The isolated lycodine-type alkaloids 1–14 were evaluated for their AChE inhibiting activity by Ellman’s method in 96-well microplates [19,20]. The results are listed in Table 3. Huperzine A with an IC₅₀ value of 74.3 nM was used as a reference compound, and it showed good agreement with literature data (IC₅₀ = 72.4 nM) [21]. Huperzine C (8) possessed the most potent inhibition against AChE, with an IC₅₀ value of 0.6 μM. Also, N-demethylhuperzinine (7), huperzine B (9) and lycoparin C (13) showed significant AChE inhibitory activity with IC₅₀ values of 1.9, 20.2 and 23.9 μM, respectively, and the new compound 1 exhibited moderate inhibitory activity with IC₅₀ value of 87.3 µM. Interestingly, N-demethylhuperzinine (7), huperzine C (8), huperzine B (9) and lycoparin C (13) have been previously reported to show inhibition of AChE activity with IC₅₀ values of 15.0, 0.489, 19.3 and 25.0 µM, repectively [8,13,21]. Our reports were found to be close to the literature data. In fact, the inhibiton of huperzine C (8) with an amino group at C-13 was 3-fold higher than that of N-demethyl-huperzinine (7), and huperzinine (5) show very weak activity, suggested that the N-methyl group on the position 13 might cause the sharp decrease in AChE inhibition. In other words, the amino group on the positions 13 may be a structural requirement for the anti-AChE activity of lycodine-type alkaloids, which was also supported by comparing the structure-activity relationships between casuarinine E (10) (IC₅₀ > 250 μM) and lycoparin C (13). Morever, the activity of huperzine C (8) with a methyl at C-15 was 40-fold higher than those of lycoparin C (13) with a hydroxymethyl at C-15, indicated the methyl of the three-carbon bridge ring was important for AChE inhibition in this kind of alkaloids. Interestingly, huperzine A is very similar to huperzine C (8), except for the position of double bond, but the activity of the former was 8-fold higher than that of the latter, implying the exocyclic double bond was required for high anti-AChE activity. The findings mentioned above were consistent with previous observations [22].
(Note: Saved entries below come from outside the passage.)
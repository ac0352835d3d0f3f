//! Engine scenarios over in-memory collaborators: the cluster state is
//! real, peers are installed datasets, actions are recorded.

use std::sync::Arc;
use std::time::Duration;

use serde_json::{Value, json};
use tokio::sync::watch;

use hive_monitor::testing::{MemoryFreezer, RecordingRunner, StaticConfig, StaticStatus};
use hive_monitor::{Action, Freezer, Monitor, MonitorConfig, ObjectConfig};
use hive_state::{
    Avail, ClusterState, GlobalExpect, InstanceMonitor, InstanceStatus, LocalExpect, MonitorStatus,
    NodeMonitorStatus, Provisioned, smon_path, unix_now,
};

const WEB: &str = "ns/svc/web";

struct Harness {
    cluster: Arc<ClusterState>,
    runner: Arc<RecordingRunner>,
    freezer: Arc<MemoryFreezer>,
    objects: Arc<StaticConfig>,
    status: Arc<StaticStatus>,
    monitor: Monitor,
}

fn harness(local: &str, nodes: &[&str], objects: Vec<ObjectConfig>, runner: RecordingRunner) -> Harness {
    harness_with(local, nodes, objects, runner, fast_config())
}

fn harness_with(
    local: &str,
    nodes: &[&str],
    objects: Vec<ObjectConfig>,
    runner: RecordingRunner,
    config: MonitorConfig,
) -> Harness {
    let names: Vec<String> = nodes.iter().map(|n| n.to_string()).collect();
    let cluster = Arc::new(ClusterState::new(local, &names));
    let runner = Arc::new(runner);
    let freezer = Arc::new(MemoryFreezer::new());
    let objects = Arc::new(StaticConfig::new(objects));
    let status = Arc::new(StaticStatus::new());
    let monitor = Monitor::new(
        cluster.clone(),
        runner.clone(),
        freezer.clone(),
        objects.clone(),
        status.clone(),
    )
    .with_config(config);
    Harness {
        cluster,
        runner,
        freezer,
        objects,
        status,
        monitor,
    }
}

fn fast_config() -> MonitorConfig {
    MonitorConfig::default()
        .with_interval(Duration::from_millis(50))
        .with_ready_period(Duration::ZERO)
}

fn instance(avail: Avail) -> InstanceStatus {
    InstanceStatus {
        avail,
        overall: avail,
        provisioned: Provisioned::True,
        ..InstanceStatus::default()
    }
}

/// Install a beating peer whose dataset was received.
fn peer(h: &Harness, name: &str, data: Value) {
    h.cluster.install_peer(name, data);
    h.cluster.set_beating("hb#1", name, true);
    h.cluster.generations().set_installed(name, 1);
}

fn peer_web(smon: Value, avail: &str) -> Value {
    json!({
        "monitor": {"status": "idle", "services": {WEB: smon}},
        "services": {"status": {WEB: {"avail": avail, "provisioned": "true"}}},
    })
}

fn smon(h: &Harness, path: &str) -> InstanceMonitor {
    h.cluster
        .local_tree()
        .get_as::<InstanceMonitor, _>(&smon_path(path))
        .unwrap()
        .unwrap_or_default()
}

fn set_global_expect(h: &Harness, path: &str, expect: GlobalExpect) {
    let smon = InstanceMonitor {
        global_expect: Some(expect),
        global_expect_updated: unix_now(),
        ..InstanceMonitor::default()
    };
    h.cluster.local_tree().set_as(&smon_path(path), &smon).unwrap();
}

fn nmon_status(h: &Harness) -> NodeMonitorStatus {
    h.cluster.local_state().unwrap().monitor.status
}

/// Init → rejoin → idle takes two passes when every peer is already known.
async fn join(h: &mut Harness) {
    h.monitor.run_pass().await.unwrap();
    h.monitor.run_pass().await.unwrap();
    assert_eq!(nmon_status(h), NodeMonitorStatus::Idle);
}

async fn settle_actions() {
    tokio::time::sleep(Duration::from_millis(30)).await;
}

// ── Failover ─────────────────────────────────────────────────────

#[tokio::test]
async fn only_the_leader_goes_ready_and_starts() {
    let web = ObjectConfig::new(WEB, &["a", "b"]);
    let mut a = harness("a", &["a", "b"], vec![web.clone()], RecordingRunner::new());
    a.status.set(WEB, instance(Avail::Down));
    peer(&a, "b", peer_web(json!({"status": "idle"}), "down"));

    let mut b = harness("b", &["a", "b"], vec![web], RecordingRunner::new());
    b.status.set(WEB, instance(Avail::Down));
    peer(&b, "a", peer_web(json!({"status": "idle"}), "down"));

    join(&mut a).await;
    join(&mut b).await;

    assert_eq!(smon(&a, WEB).status, MonitorStatus::Ready);
    assert_eq!(smon(&b, WEB).status, MonitorStatus::Idle);
    assert_eq!(b.monitor.handle().deferrals().get(WEB).map(String::as_str), Some("not leader"));

    a.monitor.run_pass().await.unwrap();
    assert_eq!(a.runner.calls(), vec![(WEB.to_string(), Action::Start)]);
    assert_eq!(smon(&a, WEB).status, MonitorStatus::Starting);
    assert!(b.runner.calls().is_empty());

    a.status.set(WEB, instance(Avail::Up));
    settle_actions().await;
    a.monitor.run_pass().await.unwrap();
    let after = smon(&a, WEB);
    assert_eq!(after.status, MonitorStatus::Idle);
    assert_eq!(after.local_expect, LocalExpect::Started);
    assert_eq!(a.runner.calls().len(), 1);
}

#[tokio::test]
async fn ready_leader_reverts_when_a_peer_is_ready() {
    let mut a = harness("a", &["a", "b"], vec![ObjectConfig::new(WEB, &["a", "b"])], RecordingRunner::new());
    a.status.set(WEB, instance(Avail::Down));
    peer(&a, "b", peer_web(json!({"status": "idle"}), "down"));
    join(&mut a).await;
    assert_eq!(smon(&a, WEB).status, MonitorStatus::Ready);

    peer(&a, "b", peer_web(json!({"status": "ready"}), "down"));
    a.monitor.run_pass().await.unwrap();
    assert_eq!(smon(&a, WEB).status, MonitorStatus::Idle);
    assert_eq!(
        a.monitor.handle().deferrals().get(WEB).map(String::as_str),
        Some("peer ready: b")
    );
    assert!(a.runner.calls().is_empty());

    // Back to ready, then start once settled.
    peer(&a, "b", peer_web(json!({"status": "idle"}), "down"));
    a.monitor.run_pass().await.unwrap();
    assert_eq!(smon(&a, WEB).status, MonitorStatus::Ready);
    a.monitor.run_pass().await.unwrap();
    assert_eq!(a.runner.calls(), vec![(WEB.to_string(), Action::Start)]);
}

#[tokio::test]
async fn ready_period_delays_the_start() {
    let config = fast_config().with_ready_period(Duration::from_secs(60));
    let mut a = harness_with("a", &["a"], vec![ObjectConfig::new(WEB, &["a"])], RecordingRunner::new(), config);
    a.status.set(WEB, instance(Avail::Down));
    join(&mut a).await;
    a.monitor.run_pass().await.unwrap();
    assert_eq!(smon(&a, WEB).status, MonitorStatus::Ready);
    assert_eq!(
        a.monitor.handle().deferrals().get(WEB).map(String::as_str),
        Some("ready, settling")
    );
    assert!(a.runner.calls().is_empty());
}

// ── Global expects ───────────────────────────────────────────────

#[tokio::test]
async fn start_failure_aborts_the_started_expect() {
    let runner = RecordingRunner::new();
    runner.fail(WEB);
    let mut a = harness("a", &["a"], vec![ObjectConfig::new(WEB, &["a"])], runner);
    a.status.set(WEB, instance(Avail::Down));
    set_global_expect(&a, WEB, GlobalExpect::Started);

    join(&mut a).await;
    assert_eq!(a.runner.calls(), vec![(WEB.to_string(), Action::Start)]);

    settle_actions().await;
    a.monitor.run_pass().await.unwrap();
    let after = smon(&a, WEB);
    assert_eq!(after.status, MonitorStatus::StartFailed);
    assert_eq!(after.global_expect, None);
    assert_eq!(a.runner.calls().len(), 1);
}

#[tokio::test]
async fn peer_global_expect_is_adopted_and_freezes_first() {
    let mut a = harness("a", &["a", "b"], vec![ObjectConfig::new(WEB, &["a", "b"])], RecordingRunner::new());
    a.status.set(WEB, instance(Avail::Up));
    peer(
        &a,
        "b",
        peer_web(
            json!({"status": "idle", "global_expect": "stopped", "global_expect_updated": 100.0}),
            "down",
        ),
    );

    join(&mut a).await;
    assert_eq!(smon(&a, WEB).global_expect, Some(GlobalExpect::Stopped));
    assert!(a.freezer.is_frozen(WEB));
    assert!(a.runner.calls().is_empty());

    a.monitor.run_pass().await.unwrap();
    assert_eq!(a.runner.calls(), vec![(WEB.to_string(), Action::Stop { force: false })]);

    a.status.set(WEB, instance(Avail::Down));
    settle_actions().await;
    a.monitor.run_pass().await.unwrap();
    a.monitor.run_pass().await.unwrap();
    let after = smon(&a, WEB);
    assert_eq!(after.global_expect, None, "satisfied expect is dropped");
    assert_eq!(after.local_expect, LocalExpect::Unset);
}

#[tokio::test]
async fn max_parallel_caps_running_actions() {
    let objects = ["ns/svc/a", "ns/svc/b", "ns/svc/c"];
    let config = fast_config().with_max_parallel(2);
    let mut h = harness_with(
        "a",
        &["a"],
        objects.iter().map(|p| ObjectConfig::new(*p, &["a"])).collect(),
        RecordingRunner::holding(),
        config,
    );
    for path in objects {
        h.status.set(path, instance(Avail::Down));
        set_global_expect(&h, path, GlobalExpect::Started);
    }

    join(&mut h).await;
    assert_eq!(h.runner.calls().len(), 2);
    assert_eq!(h.monitor.in_flight(), 2);
    assert_eq!(
        h.monitor.handle().deferrals().get("ns/svc/c").map(String::as_str),
        Some("max parallel actions reached")
    );

    h.runner.release();
    h.status.set("ns/svc/a", instance(Avail::Up));
    h.status.set("ns/svc/b", instance(Avail::Up));
    settle_actions().await;
    h.monitor.run_pass().await.unwrap();
    let calls = h.runner.calls();
    assert_eq!(calls.len(), 3);
    assert_eq!(calls[2], ("ns/svc/c".to_string(), Action::Start));
}

// ── Restart budget ───────────────────────────────────────────────

#[tokio::test]
async fn failed_resource_is_restarted_within_budget() {
    let mut h = harness("a", &["a"], vec![ObjectConfig::new(WEB, &["a"])], RecordingRunner::new());
    let mut status = instance(Avail::Warn);
    status.resources.insert(
        "app#1".into(),
        serde_json::from_value(json!({"status": "down", "restart": 1, "monitor": true})).unwrap(),
    );
    h.status.set(WEB, status);
    let started = InstanceMonitor {
        local_expect: LocalExpect::Started,
        ..InstanceMonitor::default()
    };
    h.cluster.local_tree().set_as(&smon_path(WEB), &started).unwrap();

    join(&mut h).await;
    assert_eq!(
        h.runner.calls(),
        vec![(WEB.to_string(), Action::Restart { resources: vec!["app#1".into()] })]
    );
    assert_eq!(smon(&h, WEB).restart.get("app#1"), Some(&1));

    settle_actions().await;
    h.monitor.run_pass().await.unwrap();
    let calls = h.runner.calls();
    assert_eq!(calls.len(), 2);
    assert_eq!(calls[1], (WEB.to_string(), Action::Stop { force: true }));
    let after = smon(&h, WEB);
    assert_eq!(after.status, MonitorStatus::RestartFailed);
    assert_eq!(after.local_expect, LocalExpect::Unset);
}

// ── Rejoin ───────────────────────────────────────────────────────

#[tokio::test]
async fn rejoin_waits_for_silent_peers() {
    let mut h = harness("a", &["a", "b"], vec![ObjectConfig::new(WEB, &["a", "b"])], RecordingRunner::new());
    h.status.set(WEB, instance(Avail::Down));
    h.monitor.run_pass().await.unwrap();
    h.monitor.run_pass().await.unwrap();
    assert_eq!(nmon_status(&h), NodeMonitorStatus::Rejoin);
    assert_eq!(smon(&h, WEB).status, MonitorStatus::Idle);
    assert!(!h.freezer.node_frozen());
}

#[tokio::test]
async fn rejoin_grace_expiry_freezes_the_node() {
    let config = fast_config().with_rejoin_grace(Duration::ZERO);
    let mut h = harness_with("a", &["a", "b"], vec![ObjectConfig::new(WEB, &["a", "b"])], RecordingRunner::new(), config);
    h.status.set(WEB, instance(Avail::Down));
    join(&mut h).await;
    assert!(h.freezer.node_frozen());
    assert!(h.cluster.local_state().unwrap().is_frozen());

    // A frozen node does not take over on its own.
    h.monitor.run_pass().await.unwrap();
    assert_eq!(smon(&h, WEB).status, MonitorStatus::Idle);
    assert!(h.runner.calls().is_empty());
}

// ── Object lifecycle ─────────────────────────────────────────────

#[tokio::test]
async fn removed_object_records_are_dropped() {
    let mut h = harness("a", &["a"], vec![ObjectConfig::new(WEB, &["a"])], RecordingRunner::new());
    h.status.set(WEB, instance(Avail::Up));
    join(&mut h).await;
    let state = h.cluster.local_state().unwrap();
    assert!(state.services.config.contains_key(WEB));
    assert!(state.instance(WEB).is_some());

    h.objects.remove(WEB);
    h.monitor.run_pass().await.unwrap();
    let state = h.cluster.local_state().unwrap();
    assert!(state.services.config.is_empty());
    assert!(state.instance(WEB).is_none());
    assert!(state.smon(WEB).is_none());
}

#[tokio::test]
async fn scaler_creates_slaves_and_starts_them() {
    let pool = ObjectConfig::new("ns/svc/pool", &["a"]).with_scale(3, 2);
    let mut h = harness("a", &["a"], vec![pool], RecordingRunner::new());
    join(&mut h).await;
    assert_eq!(smon(&h, "ns/svc/pool").status, MonitorStatus::Scaling);

    settle_actions().await;
    h.monitor.run_pass().await.unwrap();
    assert_eq!(smon(&h, "ns/svc/pool").status, MonitorStatus::Idle);
    for slave in ["ns/svc/0.pool", "ns/svc/1.pool"] {
        assert_eq!(smon(&h, slave).global_expect, Some(GlobalExpect::Started), "{slave}");
    }
    let widths: Vec<u32> = ["ns/svc/0.pool", "ns/svc/1.pool"]
        .iter()
        .map(|p| hive_monitor::ConfigProvider::object(&*h.objects, p).unwrap().flex_target())
        .collect();
    assert_eq!(widths, vec![2, 1]);
}

// ── Drain and shutdown ───────────────────────────────────────────

#[tokio::test]
async fn drain_then_shutdown_stops_local_instances_once() {
    let config = fast_config().with_shutdown_timeout(Duration::from_millis(200));
    let h = harness_with("a", &["a"], vec![ObjectConfig::new(WEB, &["a"])], RecordingRunner::new(), config);
    h.status.set(WEB, instance(Avail::Up));
    let handle = h.monitor.handle();
    let (shutdown_tx, shutdown_rx) = watch::channel(false);
    let task = tokio::spawn(h.monitor.run(shutdown_rx));

    tokio::time::sleep(Duration::from_millis(150)).await;
    handle.drain();
    tokio::time::sleep(Duration::from_millis(400)).await;
    assert_eq!(nmon_status_of(&h.cluster), NodeMonitorStatus::Draining);

    shutdown_tx.send(true).unwrap();
    tokio::time::timeout(Duration::from_secs(2), task).await.unwrap().unwrap();

    let shutdowns = h
        .runner
        .calls()
        .into_iter()
        .filter(|(_, action)| *action == Action::Shutdown)
        .count();
    assert_eq!(shutdowns, 1);
    assert_eq!(nmon_status_of(&h.cluster), NodeMonitorStatus::Shutting);
    assert_eq!(
        h.cluster.local_state().unwrap().smon(WEB).map(|s| s.local_expect),
        Some(LocalExpect::Shutdown)
    );
}

fn nmon_status_of(cluster: &ClusterState) -> NodeMonitorStatus {
    cluster.local_state().unwrap().monitor.status
}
Table 3. AChE inhibiting activity of compounds 1, 7, 8, 9 and 13.

Compounds	IC50 (μM)
Compound 1	87.3 ± 1.9
N-Demethylhuperzinine (7)	1.9 ± 0.2
Huperzine C (8)	0.6 ± 0.1
Huperzine B (9)	20.2 ± 1.3
Lycoparin C (13)	23.9 ± 2.2
Huperzine A a	(74.3 ± 2.8) ×10−3

Values are expressed as mean ± SD (n = 3). ^a Positive control.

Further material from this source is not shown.